Advantages over Silicon: Quantitative and Qualitative

Table 3 strongly demonstrates:

  • Photon generation efficiency: PPLN microrings yield pair rates >2 MHz/μW—two orders beyond Si platforms.
  • Squeezing: THz-bandwidth squeezing at >10 dB (essential for fault-tolerant CV computing) is within reach, surpassing the <2 dB bandwidth-limited squeezing in Si/SIN.
  • Modulation: EO modulation in LN achieves >100 GHz bandwidth, 2.3 V·cm VÏ€L, and extinction >53 dB, far exceeding thermally-limited Si tuning.
  • Spectral bandwidth: 350–5000 nm enables photonic interfacing across diverse memory/detector wavelengths and hybrid quantum nodes.
  • Quantum frequency conversion: 73% internal efficiency with low noise is practical on PPLN waveguides at mm scale, supporting quantum network interconnection.

Integrated Quantum Architecture and Next-Generation Pathways

Circuit-Level Integration and Programmable Processing

LN circuits, inheriting the architectural paradigms of Si photonics (e.g., arbitrary mesh unitary synthesis), achieve substantially faster modulation and lower loss, advancing the fidelity and scalability of MBQC, quantum walks, and boson sampling. Demonstrations include:

  • Dynamically programmable unitary circuits (6×6 and beyond) using EO-tunable MZIs [299].
  • Integrated quantum processors executing real-time simulation, high-fidelity state routing, and reconfigurable path/polarization manipulation [392, 393, 394].

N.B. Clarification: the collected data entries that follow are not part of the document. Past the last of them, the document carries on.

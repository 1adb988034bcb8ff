//! Per-instance refresh state.
//!
//! Each monitored process owns one [`InstanceState`]: the typed value and
//! history of every configured metric, plus the outcome of the last refresh
//! cycle. A cycle is `Idle -> Fetching -> {Updated, Failed}`; network
//! waiting happens inside the [`Fetcher`], this type only records results.

use std::path::Path;

use serde::Serialize;
use serde_json::Value;
use tracing::{debug, info, warn};

use crate::core::{Result, Target, VarmonError};
use crate::fetch::Fetcher;
use crate::metrics::{
    DistributionHistogram, HistoryBuffer, Kind, MetricPath, MetricValue, DEFAULT_BINS,
    DEFAULT_CAPACITY,
};

/// Outcome of the current refresh cycle.
#[derive(Debug, Clone, Copy, PartialEq, Eq, Serialize)]
#[serde(rename_all = "snake_case")]
pub enum RefreshState {
    /// Never refreshed.
    Idle,
    /// A fetch is in flight.
    Fetching,
    /// The last fetch succeeded and values were applied.
    Updated,
    /// The last fetch failed; values keep their previous contents.
    Failed,
}

/// Per-instance tuning, shared by every instance of one run.
#[derive(Debug, Clone)]
pub struct InstanceOptions {
    /// Samples kept per metric.
    pub history_capacity: usize,
    /// Bin cap for GC histograms handed to the display.
    pub histogram_bins: usize,
    /// Cumulative counter whose decrease signals a restart.
    pub restart_counter: Option<MetricPath>,
}

impl Default for InstanceOptions {
    fn default() -> Self {
        Self {
            history_capacity: DEFAULT_CAPACITY,
            histogram_bins: DEFAULT_BINS,
            restart_counter: None,
        }
    }
}

/// One metric of one instance: current value plus its history.
#[derive(Debug, Clone)]
pub struct MetricSeries {
    path: MetricPath,
    value: MetricValue,
    history: HistoryBuffer,
}

impl MetricSeries {
    fn new(path: MetricPath, capacity: usize) -> Self {
        Self {
            value: MetricValue::for_path(&path),
            history: HistoryBuffer::new(capacity),
            path,
        }
    }

    /// Configured path.
    pub fn path(&self) -> &MetricPath {
        &self.path
    }

    /// Current value.
    pub fn value(&self) -> &MetricValue {
        &self.value
    }

    /// Sample history.
    pub fn history(&self) -> &HistoryBuffer {
        &self.history
    }

    fn apply(&mut self, payload: &Value) {
        match resolve(payload, &self.path) {
            Some(raw) => {
                if !self.value.set(raw) {
                    return;
                }
                if let Some(sample) = self.value.history_sample() {
                    self.history.push(sample);
                }
            },
            None => self.value.set_unavailable(),
        }
    }

    fn snapshot(&self) -> MetricSnapshot {
        let sparkline = self.path.kind().is_sparkline_capable();
        MetricSnapshot {
            name: self.path.long_name().to_string(),
            label: self.path.short_name(),
            kind: self.path.kind(),
            available: self.value.is_available(),
            value: self.value.to_string(),
            series: if sparkline {
                self.history.int_values()
            } else {
                Vec::new()
            },
            max: if sparkline {
                self.history.max().map(|max| self.value.format_sample(max))
            } else {
                None
            },
        }
    }
}

/// Walk the payload along the path's segments, through objects only.
fn resolve<'a>(payload: &'a Value, path: &MetricPath) -> Option<&'a Value> {
    path.segments()
        .iter()
        .try_fold(payload, |node, segment| node.as_object()?.get(segment))
}

/// Everything varmon tracks about one monitored process.
#[derive(Debug, Clone)]
pub struct InstanceState {
    target: Target,
    name: Option<String>,
    cmdline: Vec<String>,
    metrics: Vec<MetricSeries>,
    options: InstanceOptions,
    state: RefreshState,
    previous: RefreshState,
    restarted: bool,
    last_counter: Option<i64>,
    last_error: Option<String>,
}

impl InstanceState {
    /// Create an idle instance with one series per metric path.
    pub fn new(target: Target, paths: &[MetricPath], options: InstanceOptions) -> Self {
        let metrics = paths
            .iter()
            .map(|path| MetricSeries::new(path.clone(), options.history_capacity))
            .collect();

        Self {
            target,
            name: None,
            cmdline: Vec::new(),
            metrics,
            options,
            state: RefreshState::Idle,
            previous: RefreshState::Idle,
            restarted: false,
            last_counter: None,
            last_error: None,
        }
    }

    /// Polled target.
    pub fn target(&self) -> &Target {
        &self.target
    }

    /// Base name of the process binary, or the address until first read.
    pub fn name(&self) -> String {
        self.name.clone().unwrap_or_else(|| self.target.address())
    }

    /// Full command line as reported by the process.
    pub fn cmdline(&self) -> &[String] {
        &self.cmdline
    }

    /// Current refresh state.
    pub fn state(&self) -> RefreshState {
        self.state
    }

    /// Whether the latest cycle detected a restart.
    pub fn restarted(&self) -> bool {
        self.restarted
    }

    /// Error of the latest cycle, if it failed.
    pub fn last_error(&self) -> Option<&str> {
        self.last_error.as_deref()
    }

    /// All metric series in configuration order.
    pub fn metrics(&self) -> &[MetricSeries] {
        &self.metrics
    }

    /// Series whose path (without kind prefix) is `long_name`.
    pub fn metric(&self, long_name: &str) -> Option<&MetricSeries> {
        self.metrics.iter().find(|m| m.path.long_name() == long_name)
    }

    /// Histogram over a GC metric with the configured bin cap.
    pub fn histogram(&self, long_name: &str) -> Option<DistributionHistogram> {
        self.metric(long_name)?
            .value
            .histogram(self.options.histogram_bins)
    }

    /// Enter `Fetching`, remembering how the previous cycle ended.
    pub fn begin_fetch(&mut self) {
        if self.state != RefreshState::Fetching {
            self.previous = self.state;
        }
        self.state = RefreshState::Fetching;
    }

    /// Record the outcome of a fetch and end the cycle.
    pub fn apply(&mut self, result: Result<Value>) {
        if self.state != RefreshState::Fetching {
            self.begin_fetch();
        }

        let payload = match result {
            Ok(payload) if payload.is_object() => payload,
            Ok(_) => {
                self.fail(&VarmonError::invalid_payload("telemetry is not a JSON object"));
                return;
            },
            Err(e) => {
                self.fail(&e);
                return;
            },
        };

        if self.name.is_none() {
            self.resolve_identity(&payload);
        }

        for metric in &mut self.metrics {
            metric.apply(&payload);
        }

        let counter_dropped = self.observe_counter(&payload);
        self.restarted = self.previous == RefreshState::Failed || counter_dropped;
        self.state = RefreshState::Updated;
        self.last_error = None;

        if self.restarted {
            info!(instance = %self.target, name = %self.name(), "Restart detected");
        } else {
            debug!(instance = %self.target, metrics = self.metrics.len(), "Instance updated");
        }
    }

    /// Run one full cycle against the fetcher.
    pub async fn refresh(&mut self, fetcher: &dyn Fetcher) {
        self.begin_fetch();
        let result = fetcher.fetch(&self.target).await;
        self.apply(result);
    }

    fn fail(&mut self, error: &VarmonError) {
        warn!(
            instance = %self.target,
            category = error.category(),
            error = %error,
            "Fetch failed"
        );
        self.state = RefreshState::Failed;
        self.restarted = false;
        self.last_error = Some(error.to_string());
    }

    fn resolve_identity(&mut self, payload: &Value) {
        let Some(args) = payload.get("cmdline").and_then(Value::as_array) else {
            return;
        };
        self.cmdline = args
            .iter()
            .filter_map(Value::as_str)
            .map(str::to_string)
            .collect();

        self.name = self.cmdline.first().map(|binary| {
            Path::new(binary)
                .file_name()
                .map_or_else(|| binary.clone(), |n| n.to_string_lossy().into_owned())
        });
    }

    /// Track the restart counter; true when it went backwards.
    #[allow(clippy::cast_possible_truncation)]
    fn observe_counter(&mut self, payload: &Value) -> bool {
        let Some(path) = &self.options.restart_counter else {
            return false;
        };
        let Some(current) = resolve(payload, path)
            .and_then(|raw| raw.as_i64().or_else(|| raw.as_f64().map(|f| f as i64)))
        else {
            return false;
        };

        let dropped = self.last_counter.is_some_and(|last| current < last);
        self.last_counter = Some(current);
        dropped
    }

    /// Immutable view handed to renderers.
    pub fn snapshot(&self) -> InstanceSnapshot {
        let status = match self.state {
            RefreshState::Idle | RefreshState::Fetching => Status::Pending,
            RefreshState::Updated if self.restarted => Status::Restarted,
            RefreshState::Updated => Status::Ok,
            RefreshState::Failed => {
                Status::Failed(self.last_error.clone().unwrap_or_default())
            },
        };

        InstanceSnapshot {
            name: self.name(),
            address: self.target.to_string(),
            cmdline: self.cmdline.clone(),
            status,
            metrics: self.metrics.iter().map(MetricSeries::snapshot).collect(),
        }
    }
}

/// Display status of an instance.
#[derive(Debug, Clone, PartialEq, Eq, Serialize)]
#[serde(tag = "state", content = "error", rename_all = "snake_case")]
pub enum Status {
    /// Not refreshed yet.
    Pending,
    /// Latest refresh succeeded.
    Ok,
    /// Latest refresh succeeded and the process restarted since the one before.
    Restarted,
    /// Latest refresh failed.
    Failed(String),
}

/// Render-ready state of one instance after a tick.
#[derive(Debug, Clone, Serialize)]
pub struct InstanceSnapshot {
    /// Display name.
    pub name: String,
    /// Polled URL.
    pub address: String,
    /// Command line reported by the process.
    pub cmdline: Vec<String>,
    /// Outcome of the latest cycle.
    pub status: Status,
    /// Metrics in configuration order.
    pub metrics: Vec<MetricSnapshot>,
}

/// Render-ready state of one metric.
#[derive(Debug, Clone, Serialize)]
pub struct MetricSnapshot {
    /// Path without kind prefix.
    pub name: String,
    /// Last path segment.
    pub label: String,
    /// Semantic kind.
    pub kind: Kind,
    /// Whether the latest read found the metric.
    pub available: bool,
    /// Kind-aware formatted value.
    pub value: String,
    /// Integer series for sparklines, oldest first.
    pub series: Vec<i64>,
    /// Formatted running maximum.
    pub max: Option<String>,
}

Continuous-Variable Measurement-Based Computing

LN’s dominant x(2) nonlinearity and high-bandwidth squeezing are critical for universal CV-MBQC. The review traces protocols leveraging time-multiplexed, broadband squeezed state generation via cluster states, where >10 dB squeezing and >THz bandwidth unlock viable error-corrected, fault-tolerant architectures. Recent silicon nitride results—eight-mode CV entanglement [414]—are anticipated to scale even further with optimized LN integration.

Multiplexed Source Architecture and Low-Loss Feedforward

The physical deterministic photon generation rate is fundamentally limited by source probabilism. LN delay lines and fast EO switches enable aggressive spatial/temporal multiplexing, with total-system efficiencies projected to cross the deterministic threshold required for scalable MBQC. Integrated feedforward—via proximity-bonded electronics—promises sub-nanosecond latency, enabling active resource state switching and fast quantum feedback at scale.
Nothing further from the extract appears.